28 Mar 2012

Cricket amid war crimes unpunished

Cricket’s vast achievement in Sri Lanka today is to have conjured a blanket of turf, leather, and willow that saves most of us from having to think of Sri Lanka in any other light. But elsewhere on this sumptuous isle there is a bad light that stopped play altogether – play amongst the children women and men who died in the closing weeks of Sri Lanka’s civil war. The beguiling, tiny, round, ground at Galle in the south is as far from the Jaffna Peninsula as you can reach without leaving the country altogether.

The English cricketing authorities plumped to resume ‘business as usual’ in a country which is facing international excoriation in the light of a growing mountain of evidence pointing to horrific war crimes.

Amid the sweat, the heat, and the romance of this colonial ground, cricket has ensured that a whole world of sport is absorbed in a game, whilst the fate of up to 40,000 civilians (UN expert panel estimate) slaughtered on fields on the very same island lie unaddressed and largely unmentioned.

It is just three years since the Sri Lankan military herded 120,000 Tamils into an ever decreasing ‘no fire’ zone. Every time the Tamils moved, they moved their ragged shelters and their makeshift clinics with them. As in all war, the International Red Cross identified the clinics to the ‘other side’ to safeguard them from bombardment. That ‘other side’ was the government side, whose shells rained down on the fragile facilities.  As the military shrank the ‘no fire’ zones, so the shelling and bombing intensified.

By the end, the United Nations estimates that up to 40,000 women, children and men lay dead. The Tamil Tigers are not blameless of course – the UN’s expert panel found credible evidence of war crimes on either side, but the vast majority of deaths were caused by government shelling.

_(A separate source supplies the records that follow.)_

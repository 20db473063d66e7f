//! Sum-check verification for batches of lazily evaluated claims.

mod errors;
pub mod lagrange;
mod proof;
pub mod verifier;

#[cfg(test)]
mod tests;

pub use errors::SumcheckError;
pub use proof::SumcheckProof;
pub use verifier::{LazyClaims, SumcheckTranscript, challenge_names, verify};
use std::{collections::HashMap, marker::PhantomData};

use p3_challenger::FieldChallenger;
use p3_field::{ExtensionField, Field};

use super::{domain_separator::DomainSeparator, errors::FiatShamirError};

#[derive(Debug, Clone)]
struct NamedChallenge<EF> {
    name: String,
    /// Values bound to the challenge, absorbed right before it is sampled.
    bindings: Vec<EF>,
    value: Option<EF>,
}

/// A Fiat-Shamir transcript with named challenges.
///
/// The list of challenge names is fixed at construction. Challenges are computed in that
/// order and each one absorbs, in this order, its name, the values bound to it, and
/// whatever the challenger absorbed before (which includes every earlier challenge). Two
/// transcripts built from the same domain separator, challenger and names therefore derive
/// the same challenges.
#[derive(Debug, Clone)]
pub struct Transcript<F, EF, Challenger> {
    challenger: Challenger,
    challenges: Vec<NamedChallenge<EF>>,
    index: HashMap<String, usize>,
    /// Position of the first challenge not yet computed.
    next: usize,
    _base_field: PhantomData<F>,
}

impl<F, EF, Challenger> Transcript<F, EF, Challenger>
where
    F: Field,
    EF: ExtensionField<F>,
    Challenger: FieldChallenger<F>,
{
    /// Absorbs the domain separator and registers the challenge names.
    ///
    /// # Panics
    /// Panics if a name is registered twice.
    #[must_use]
    pub fn new(
        domain_separator: &DomainSeparator<EF, F>,
        mut challenger: Challenger,
        names: Vec<String>,
    ) -> Self {
        challenger.observe_slice(domain_separator.as_field_elements());

        let mut index = HashMap::with_capacity(names.len());
        let challenges = names
            .into_iter()
            .enumerate()
            .map(|(i, name)| {
                assert!(
                    index.insert(name.clone(), i).is_none(),
                    "challenge name \"{name}\" registered twice"
                );
                NamedChallenge {
                    name,
                    bindings: Vec::new(),
                    value: None,
                }
            })
            .collect();

        Self {
            challenger,
            challenges,
            index,
            next: 0,
            _base_field: PhantomData,
        }
    }

    /// True once every registered challenge has been computed.
    #[must_use]
    pub fn is_exhausted(&self) -> bool {
        self.next == self.challenges.len()
    }

    fn position(&self, name: &str) -> Result<usize, FiatShamirError> {
        self.index
            .get(name)
            .copied()
            .ok_or_else(|| FiatShamirError::UnknownChallenge(name.to_string()))
    }

    /// Binds `values` to the challenge `name`; they are absorbed when it gets computed.
    pub fn bind(&mut self, name: &str, values: &[EF]) -> Result<(), FiatShamirError> {
        let i = self.position(name)?;
        let challenge = &mut self.challenges[i];
        if challenge.value.is_some() {
            return Err(FiatShamirError::AlreadyComputed(name.to_string()));
        }
        challenge.bindings.extend_from_slice(values);
        Ok(())
    }

    /// Computes the challenge `name`, or returns it if it was already computed.
    ///
    /// Every challenge registered before `name` must have been computed already.
    pub fn compute_challenge(&mut self, name: &str) -> Result<EF, FiatShamirError> {
        let i = self.position(name)?;
        if let Some(value) = self.challenges[i].value {
            return Ok(value);
        }
        if i != self.next {
            return Err(FiatShamirError::OutOfOrder {
                name: name.to_string(),
                pending: self.challenges[self.next].name.clone(),
            });
        }

        let challenge = &mut self.challenges[i];
        let name_elements: Vec<F> = challenge.name.bytes().map(F::from_u8).collect();
        self.challenger.observe_slice(&name_elements);
        for &value in &challenge.bindings {
            self.challenger.observe_algebra_element(value);
        }

        let value: EF = self.challenger.sample_algebra_element();
        challenge.value = Some(value);
        self.next += 1;

        Ok(value)
    }

    /// Computes a run of challenges, in order.
    pub fn compute_challenges(&mut self, names: &[String]) -> Result<Vec<EF>, FiatShamirError> {
        names
            .iter()
            .map(|name| self.compute_challenge(name))
            .collect()
    }
}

Widespread access to simple mobile phones ensured that many Sri Lankans recorded what happened – either as fleeing Tamil refugees, or as triumphant soldiers recording the trophy footage of their own abuse, raping, and killing.

This is the footage that contributed to Channel 4‘s ‘Sri Lanka’s Killing Fields – War Crimes Unpunished‘.

In normalising life as soon as possible, the cricketing authorities have been joined by the leaders of the Commonwealth, who have decided to hold their 2013 meeting in Sri Lanka. The leaders have chosen to ignore the UN Human Rights Committee vote calling upon Sri Lanka to investigate the evidence of war crimes thoroughly and hold those responsible to account. That Commonwealth meeting will be presided over by President Mahinda Rajapaksa.

And who is he? The evidence laid out in the ‘Killing Fields’ documentary points to the direct involvement of Mr Rajapaksa and his brother, the defence minister, in the massacre in the closing weeks of Sri Lanka’s civil war. They have yet to be properly investigated – the Sri Lankan authorities categorically reject the evidence and the allegations as ‘malicious’. For the two men at the top of Sri Lanka,  ‘normalisation’ cannot come fast enough.